2. Huo Qubing or Wei Qing. The most prominent commanders of the Han attacks against the Xiongnu during the Han Wudi period, each leading prongs striking the Xiongnu on the eastern and western flanks respectively. While again we have little idea of tactics (besides the idea that pursuing mounted cavalry with a largely chariot-based army couldn't have been easy), we can probably have some idea of their operational prowess by the fact that the Xiongnu were frequently caught off guard by the rapidity of their movement (Huo Qubing engaged a Xiongnu army near modern-day Ulan Bator, quite some way from his base in Shanxi province). Their strategy was also sound: by pushing the Xiongnu north of the Gobi, the generals cut the nomads' link to the rich oasis towns of the Tarim Basin, which denied Xiongnu leaders the resources needed to consolidate power and fund expeditions.

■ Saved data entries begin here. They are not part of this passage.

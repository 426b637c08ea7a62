use core::fmt::Debug;
use std::{fs, path::Path};

use eyre::{Context, Result};

/// Fixed figure geometry shared by every chart.
#[derive(Debug, Clone, PartialEq)]
pub struct ChartStyle {
    /// Figure size in inches (width, height)
    pub figure_inches: (f64, f64),
    pub dpi: u32,
}

impl Default for ChartStyle {
    fn default() -> Self {
        Self {
            figure_inches: (8.0, 5.0),
            dpi: 150,
        }
    }
}

impl ChartStyle {
    /// Canvas size in pixels
    pub fn pixels(&self) -> (u32, u32) {
        let dpi = self.dpi as f64;
        (
            (self.figure_inches.0 * dpi).round() as u32,
            (self.figure_inches.1 * dpi).round() as u32,
        )
    }

    /// Converts a typographic point size to pixels at this resolution.
    pub fn points(&self, pt: f64) -> u32 {
        (pt * self.dpi as f64 / 72.0).round().max(1.0) as u32
    }
}

pub trait Plot: Debug {
    /// Title drawn above the chart
    fn title(&self) -> &str;
    /// Renders the chart into a PNG at `filepath`
    ///
    /// Arguments:
    /// * `filepath` - The image to write, ie. static/diagram/speedup_view1.png
    /// * `style` - Figure geometry
    fn plot(&self, filepath: &Path, style: &ChartStyle) -> Result<()>;
}

pub fn ensure_plot_dirs(dirs: &[&Path]) -> Result<()> {
    for dir in dirs {
        fs::create_dir_all(dir).wrap_err_with(|| format!("Create plot dir {}", dir.display()))?;
    }
    Ok(())
}
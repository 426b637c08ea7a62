use std::path::PathBuf;

pub const DEFAULT_DATA_DIR: &str = "./static/data";
pub const DEFAULT_PLOT_DIR: &str = "./static/diagram";

/// One measured dataset, read from `<name>.csv` and labelled `label` in charts.
#[derive(Debug, Clone, Copy, PartialEq, Eq)]
pub struct View {
    pub name: &'static str,
    pub label: &'static str,
}

pub const VIEW1: View = View {
    name: "view1",
    label: "VIEW 1",
};
pub const VIEW2: View = View {
    name: "view2",
    label: "VIEW 2",
};

impl View {
    pub fn csv_file(&self) -> String {
        format!("{}.csv", self.name)
    }
}

#[derive(Debug, Clone)]
pub struct Settings {
    pub data_dir: PathBuf,
    pub plot_dir: PathBuf,
    /// Font files tried, in order, before the system locations
    pub fonts: Vec<PathBuf>,
}

impl Default for Settings {
    fn default() -> Self {
        Self {
            data_dir: PathBuf::from(DEFAULT_DATA_DIR),
            plot_dir: PathBuf::from(DEFAULT_PLOT_DIR),
            fonts: Vec::new(),
        }
    }
}

impl Settings {
    pub fn csv_path(&self, view: &View) -> PathBuf {
        self.data_dir.join(view.csv_file())
    }

    pub fn plot_path(&self, filename: &str) -> PathBuf {
        self.plot_dir.join(filename)
    }
}
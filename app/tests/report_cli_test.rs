use std::fs;
use std::path::{Path, PathBuf};
use std::process::{Command, Output};

use tempfile::TempDir;

const CHARTS: [&str; 5] = [
    "speedup_view1.png",
    "speedup_view2.png",
    "time_view1.png",
    "time_view2.png",
    "speedup_comparison.png",
];

const VIEW1_CSV: &str = "t,serial_ms,thread_ms,speedup\n\
    1,452.1,452.3,1.0\n\
    4,452.1,178.2,2.54\n\
    2,452.1,237.9,1.9\n\
    3,452.1,280.4,1.61\n";

const VIEW2_CSV: &str = "t,serial_ms,thread_ms,speedup\n\
    2,289.7,150.3,1.93\n\
    1,289.7,289.9,1.0\n\
    8,289.7,50.2,5.77\n";

fn bin_path() -> PathBuf {
    PathBuf::from(env!("CARGO_BIN_EXE_speedup-report"))
}

fn run_cli(dir: &Path, args: &[&str]) -> Output {
    Command::new(bin_path())
        .current_dir(dir)
        .args(args)
        .output()
        .expect("spawn speedup-report")
}

fn write_data(dir: &Path, name: &str, contents: &str) {
    let data_dir = dir.join("static").join("data");
    fs::create_dir_all(&data_dir).expect("create data dir");
    fs::write(data_dir.join(name), contents).expect("write csv");
}

#[test]
fn renders_all_charts_from_default_locations() {
    let dir = TempDir::new().unwrap();
    write_data(dir.path(), "view1.csv", VIEW1_CSV);
    write_data(dir.path(), "view2.csv", VIEW2_CSV);

    let output = run_cli(dir.path(), &[]);
    assert!(
        output.status.success(),
        "report failed: {}",
        String::from_utf8_lossy(&output.stderr)
    );

    let diagram_dir = dir.path().join("static").join("diagram");
    for chart in CHARTS {
        let size = fs::metadata(diagram_dir.join(chart))
            .unwrap_or_else(|_| panic!("missing {chart}"))
            .len();
        assert!(size > 0, "{chart} is empty");
    }

    let stdout = String::from_utf8_lossy(&output.stdout);
    let expected = format!(
        "Saved figures to ./static/diagram:\n{}\n",
        CHARTS.map(|chart| format!(" - {chart}")).join("\n")
    );
    assert_eq!(stdout, expected);
}

#[test]
fn second_run_overwrites_in_place() {
    let dir = TempDir::new().unwrap();
    write_data(dir.path(), "view1.csv", VIEW1_CSV);
    write_data(dir.path(), "view2.csv", VIEW2_CSV);

    assert!(run_cli(dir.path(), &[]).status.success());
    assert!(run_cli(dir.path(), &[]).status.success());

    let entries = fs::read_dir(dir.path().join("static").join("diagram"))
        .unwrap()
        .count();
    assert_eq!(entries, CHARTS.len());
}

#[test]
fn custom_directories_are_honoured() {
    let dir = TempDir::new().unwrap();
    let data_dir = dir.path().join("measurements");
    fs::create_dir_all(&data_dir).unwrap();
    fs::write(data_dir.join("view1.csv"), VIEW1_CSV).unwrap();
    fs::write(data_dir.join("view2.csv"), VIEW2_CSV).unwrap();

    let output = run_cli(
        dir.path(),
        &["--data-dir", "measurements", "--out-dir", "charts"],
    );
    assert!(
        output.status.success(),
        "report failed: {}",
        String::from_utf8_lossy(&output.stderr)
    );
    for chart in CHARTS {
        assert!(dir.path().join("charts").join(chart).is_file());
    }
    assert!(String::from_utf8_lossy(&output.stdout).starts_with("Saved figures to charts:"));
}

#[test]
fn missing_view_fails_after_creating_output_dir() {
    let dir = TempDir::new().unwrap();
    write_data(dir.path(), "view1.csv", VIEW1_CSV);

    let output = run_cli(dir.path(), &[]);
    assert!(!output.status.success());

    let stderr = String::from_utf8_lossy(&output.stderr);
    assert!(stderr.contains("CSV not found"), "stderr: {stderr}");
    assert!(stderr.contains("view2.csv"), "stderr: {stderr}");

    let diagram_dir = dir.path().join("static").join("diagram");
    assert!(diagram_dir.is_dir());
    assert_eq!(fs::read_dir(diagram_dir).unwrap().count(), 0);
}

#[test]
fn missing_columns_are_reported() {
    let dir = TempDir::new().unwrap();
    write_data(dir.path(), "view1.csv", "t,thread_ms\n1,100\n");
    write_data(dir.path(), "view2.csv", VIEW2_CSV);

    let output = run_cli(dir.path(), &[]);
    assert!(!output.status.success());

    let stderr = String::from_utf8_lossy(&output.stderr);
    assert!(
        stderr.contains(r#"is missing columns: ["serial_ms", "speedup"]"#),
        "stderr: {stderr}"
    );
}

#[test]
fn zero_parallel_time_still_renders_every_chart() {
    let dir = TempDir::new().unwrap();
    write_data(
        dir.path(),
        "view1.csv",
        "t,serial_ms,thread_ms,speedup\n1,100,100,1.0\n2,100,0,inf\n4,100,30,3.33\n",
    );
    write_data(dir.path(), "view2.csv", VIEW2_CSV);

    let output = run_cli(dir.path(), &[]);
    assert!(
        output.status.success(),
        "report failed: {}",
        String::from_utf8_lossy(&output.stderr)
    );
    for chart in CHARTS {
        assert!(dir.path().join("static").join("diagram").join(chart).is_file());
    }
}
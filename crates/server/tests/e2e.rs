use std::net::SocketAddr;

use configs::AppConfig;
use reqwest::StatusCode as HttpStatusCode;
use serde_json::{json, Value};
use tokio::net::TcpListener;
use uuid::Uuid;

struct TestApp {
    base_url: String,
    data_file: std::path::PathBuf,
}

async fn start_server() -> anyhow::Result<TestApp> {
    let mut cfg = AppConfig::default();
    cfg.storage.data_file = std::env::temp_dir()
        .join(format!("issues_e2e_{}", Uuid::new_v4()))
        .join("issues.json");
    cfg.normalize_and_validate()?;

    let app = server::startup::build_app(&cfg).await?;
    let listener = TcpListener::bind((std::net::Ipv4Addr::LOCALHOST, 0)).await?;
    let addr: SocketAddr = listener.local_addr()?;
    let base_url = format!("http://{}:{}", addr.ip(), addr.port());

    tokio::spawn(async move {
        if let Err(e) = axum::serve(listener, app).await { eprintln!("server error: {}", e); }
    });

    Ok(TestApp { base_url, data_file: cfg.storage.data_file })
}

#[tokio::test]
async fn e2e_issue_lifecycle_persists_to_disk() -> anyhow::Result<()> {
    let app = start_server().await?;
    let c = reqwest::Client::new();

    let res = c.get(format!("{}/health", app.base_url)).send().await?;
    assert_eq!(res.status(), HttpStatusCode::OK);
    assert_eq!(res.json::<Value>().await?["status"], "ok");

    let res = c.post(format!("{}/issues", app.base_url))
        .json(&json!({"title": "Fix login", "priority": "high", "assignee": "dana"}))
        .send().await?;
    assert_eq!(res.status(), HttpStatusCode::CREATED);
    let created = res.json::<Value>().await?;
    assert_eq!(created["id"], 1);

    let res = c.put(format!("{}/issues/1", app.base_url))
        .json(&json!({"status": "in_progress"}))
        .send().await?;
    assert_eq!(res.status(), HttpStatusCode::OK);

    // the document on disk carries both the record and the counter
    let doc: Value = serde_json::from_slice(&tokio::fs::read(&app.data_file).await?)?;
    assert_eq!(doc["next_id"], 2);
    assert_eq!(doc["issues"][0]["status"], "in_progress");
    assert_eq!(doc["issues"][0]["assignee"], "dana");

    let res = c.delete(format!("{}/issues/1", app.base_url)).send().await?;
    assert_eq!(res.status(), HttpStatusCode::OK);
    assert_eq!(res.json::<Value>().await?, json!({"status": "deleted", "id": 1}));

    let res = c.get(format!("{}/issues/1", app.base_url)).send().await?;
    assert_eq!(res.status(), HttpStatusCode::NOT_FOUND);

    let doc: Value = serde_json::from_slice(&tokio::fs::read(&app.data_file).await?)?;
    assert_eq!(doc["issues"], json!([]));
    assert_eq!(doc["next_id"], 2);

    if let Some(dir) = app.data_file.parent() {
        let _ = tokio::fs::remove_dir_all(dir).await;
    }
    Ok(())
}

#[tokio::test]
async fn e2e_concurrent_creates_keep_ids_unique() -> anyhow::Result<()> {
    let app = start_server().await?;
    let c = reqwest::Client::new();

    let mut handles = Vec::new();
    for n in 0..10 {
        let c = c.clone();
        let url = format!("{}/issues", app.base_url);
        handles.push(tokio::spawn(async move {
            c.post(url).json(&json!({"title": format!("parallel {n}")})).send().await?.json::<Value>().await
        }));
    }
    let mut ids = Vec::new();
    for h in handles {
        ids.push(h.await??["id"].as_u64().unwrap());
    }
    ids.sort_unstable();
    assert_eq!(ids, (1..=10).collect::<Vec<u64>>());

    let res = c.get(format!("{}/issues?pageSize=3&sortBy=id&sortDir=asc", app.base_url)).send().await?;
    let body = res.json::<Value>().await?;
    assert_eq!(body["total"], 10);
    assert_eq!(body["items"].as_array().unwrap().len(), 3);
    assert_eq!(body["items"][0]["id"], 1);

    if let Some(dir) = app.data_file.parent() {
        let _ = tokio::fs::remove_dir_all(dir).await;
    }
    Ok(())
}
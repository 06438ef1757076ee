use axum::Json;
use serde::{Deserialize, Serialize};
use utoipa::{IntoParams, OpenApi, ToSchema};

#[derive(Serialize, ToSchema)]
pub struct HealthResponse { pub status: String }

#[derive(Serialize, ToSchema)]
#[serde(rename_all = "camelCase")]
pub struct IssueDoc {
    pub id: u64,
    pub title: String,
    pub description: String,
    #[schema(example = "open")]
    pub status: String,
    #[schema(example = "medium")]
    pub priority: String,
    pub assignee: Option<String>,
    #[schema(example = "2024-05-01T09:30:00.123456Z")]
    pub created_at: String,
    #[schema(example = "2024-05-01T09:30:00.123456Z")]
    pub updated_at: String,
}

#[derive(Serialize, ToSchema)]
pub struct NewIssueDoc {
    pub title: String,
    pub description: Option<String>,
    pub status: Option<String>,
    pub priority: Option<String>,
    pub assignee: Option<String>,
}

/// Every key is optional; `assignee: null` unassigns.
#[derive(Serialize, ToSchema)]
pub struct IssuePatchDoc {
    pub title: Option<String>,
    pub description: Option<String>,
    pub status: Option<String>,
    pub priority: Option<String>,
    pub assignee: Option<String>,
}

#[derive(Serialize, ToSchema)]
#[serde(rename_all = "camelCase")]
pub struct IssuePageDoc {
    pub items: Vec<IssueDoc>,
    pub total: u64,
    pub page: i64,
    pub page_size: i64,
}

#[derive(Serialize, ToSchema)]
pub struct DeletedIssueDoc {
    #[schema(example = "deleted")]
    pub status: String,
    pub id: u64,
}

#[derive(Deserialize, IntoParams)]
#[serde(rename_all = "camelCase")]
#[into_params(parameter_in = Query)]
pub struct ListIssuesParams {
    /// Case-insensitive title substring
    pub search: Option<String>,
    pub status: Option<String>,
    pub priority: Option<String>,
    /// Case-insensitive assignee substring; unassigned issues never match
    pub assignee: Option<String>,
    /// id, title, description, status, priority, assignee, createdAt or updatedAt (default updatedAt)
    pub sort_by: Option<String>,
    /// `desc` (default) or anything else for ascending
    pub sort_dir: Option<String>,
    pub page: Option<i64>,
    pub page_size: Option<i64>,
}

#[derive(OpenApi)]
#[openapi(
    paths(
        crate::routes::health,
        crate::routes::issues::list_issues,
        crate::routes::issues::get_issue,
        crate::routes::issues::create_issue,
        crate::routes::issues::update_issue,
        crate::routes::issues::delete_issue,
    ),
    components(
        schemas(
            HealthResponse,
            IssueDoc,
            NewIssueDoc,
            IssuePatchDoc,
            IssuePageDoc,
            DeletedIssueDoc,
        )
    ),
    tags(
        (name = "health"),
        (name = "issues")
    )
)]
pub struct ApiDoc;

pub async fn openapi_json() -> Json<utoipa::openapi::OpenApi> {
    Json(ApiDoc::openapi())
}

3. Zhu Yuanzhang. Starting out in a Nanjing sandwiched between the superior forces of Chen Youliang, Fang Guozhen and Zhang Shicheng, all of whom constantly sought to destroy him, the future Ming Emperor nevertheless managed to delay Zhang and Fang through various delaying maneuvers for long enough to inflict a crushing naval defeat on Chen Youliang at Poyang Lake. Also the first Chinese general to manage unification from the south (though more because of Yuan infighting), a feat that wouldn't be repeated until Chiang Kai-Shek 600 years later.
Other notables could include Liu Yu of the Northern-Southern dynasties (though the quality of his opposition is debatable), Mao Wenlong of the late Ming period (though his politics are iffy), Zuo Zongtang of the late Qing, and Lin Biao.